### TASK INSTRUCTIONS:
Go through the entries below and count the lines holding the word "reqwest". Reply with only the number, please.

==== DATASET EXTRACT ====

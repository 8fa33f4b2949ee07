//! Tracks whether the ledger is reachable and announces transitions.
//!
//! The monitor does not trust a single signal. Callers feed it observations (a failed request, a
//! periodic probe) and it only emits a `Transition` when the observed state actually changes.
//! `was_offline` is sticky: it is set on every transition to offline and stays set until a
//! recovery has been fully handled and acknowledged.

use crate::api::Mode;
use crate::{Config, Result};
use anyhow::Context;
use serde::Serialize;
use std::sync::atomic::{AtomicBool, Ordering};
use std::sync::{Arc, Mutex, MutexGuard, PoisonError};
use std::time::Duration;
use tokio::sync::broadcast;
use tracing::{debug, info, warn};
use url::Url;

/// The reachability probe is shorter than a regular request.
const PROBE_TIMEOUT: Duration = Duration::from_secs(5);

#[derive(Debug, Clone, Copy, PartialEq, Eq, Serialize)]
#[serde(rename_all = "lowercase")]
pub enum Transition {
    Online,
    Offline,
}

serde_plain::derive_display_from_serialize!(Transition);

#[derive(Debug, Clone, Copy, PartialEq, Eq, Serialize)]
#[serde(rename_all = "camelCase")]
pub struct ConnectivityState {
    pub is_online: bool,
    pub was_offline: bool,
}

/// Answers "can we reach the ledger right now?".
#[async_trait::async_trait]
pub trait Probe: Send + Sync {
    async fn is_reachable(&self) -> bool;
}

/// Probes the API base URL. Any HTTP response, including an error status, means the server is
/// reachable; only a failure to get a response counts as offline.
pub struct HttpProbe {
    client: reqwest::Client,
    url: Url,
}

impl HttpProbe {
    pub fn new(api_url: &str) -> Result<Self> {
        let client = reqwest::Client::builder()
            .timeout(PROBE_TIMEOUT)
            .build()
            .context("Unable to build the HTTP client")?;
        let url = Url::parse(api_url).with_context(|| format!("Invalid API URL '{api_url}'"))?;
        Ok(Self { client, url })
    }
}

#[async_trait::async_trait]
impl Probe for HttpProbe {
    async fn is_reachable(&self) -> bool {
        match self.client.head(self.url.clone()).send().await {
            Ok(response) => {
                debug!("Probe of {} answered {}", self.url, response.status());
                true
            }
            Err(e) => {
                debug!("Probe of {} failed: {e}", self.url);
                false
            }
        }
    }
}

/// A probe whose answer is set by hand.
#[derive(Debug)]
pub struct StaticProbe {
    reachable: AtomicBool,
}

impl StaticProbe {
    pub fn new(reachable: bool) -> Self {
        Self {
            reachable: AtomicBool::new(reachable),
        }
    }

    pub fn set(&self, reachable: bool) {
        self.reachable.store(reachable, Ordering::SeqCst);
    }
}

#[async_trait::async_trait]
impl Probe for StaticProbe {
    async fn is_reachable(&self) -> bool {
        self.reachable.load(Ordering::SeqCst)
    }
}

/// Builds the probe for `mode`. In test mode the ledger is in memory and always reachable.
pub fn probe(config: &Config, mode: Mode) -> Result<Arc<dyn Probe>> {
    match mode {
        Mode::Http => Ok(Arc::new(HttpProbe::new(config.api_url())?)),
        Mode::Test => Ok(Arc::new(StaticProbe::new(true))),
    }
}

pub struct ConnectivityMonitor {
    state: Mutex<ConnectivityState>,
    events: broadcast::Sender<Transition>,
    probe: Arc<dyn Probe>,
}

impl ConnectivityMonitor {
    /// Starting offline counts as an offline episode, so `was_offline` starts set.
    pub fn new(initially_online: bool, probe: Arc<dyn Probe>) -> Self {
        let (events, _) = broadcast::channel(16);
        Self {
            state: Mutex::new(ConnectivityState {
                is_online: initially_online,
                was_offline: !initially_online,
            }),
            events,
            probe,
        }
    }

    pub fn is_online(&self) -> bool {
        self.lock().is_online
    }

    pub fn was_offline(&self) -> bool {
        self.lock().was_offline
    }

    pub fn state(&self) -> ConnectivityState {
        *self.lock()
    }

    /// Receives every transition that happens after this call.
    pub fn subscribe(&self) -> broadcast::Receiver<Transition> {
        self.events.subscribe()
    }

    /// Records an observation of reachability. Returns and broadcasts the transition if the state
    /// changed; repeated observations of the same state are absorbed.
    pub fn observe(&self, online: bool) -> Option<Transition> {
        let transition = {
            let mut state = self.lock();
            if state.is_online == online {
                return None;
            }
            state.is_online = online;
            if online {
                Transition::Online
            } else {
                state.was_offline = true;
                Transition::Offline
            }
        };
        match transition {
            Transition::Online => info!("Connection restored"),
            Transition::Offline => warn!("Connection lost, new transactions will be saved offline"),
        }
        // Nobody listening is fine
        let _ = self.events.send(transition);
        Some(transition)
    }

    /// Asks the probe and records the answer. Returns whether the ledger is reachable.
    pub async fn probe(&self) -> bool {
        let reachable = self.probe.is_reachable().await;
        self.observe(reachable);
        reachable
    }

    /// Clears `was_offline`. Called once a recovery has been handled: the outbox drained with no
    /// failures, or there was nothing to drain.
    pub fn acknowledge_recovered(&self) {
        let mut state = self.lock();
        if state.was_offline {
            debug!("Recovery acknowledged");
        }
        state.was_offline = false;
    }

    fn lock(&self) -> MutexGuard<'_, ConnectivityState> {
        self.state.lock().unwrap_or_else(PoisonError::into_inner)
    }
}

====

### FINAL ANSWER:
2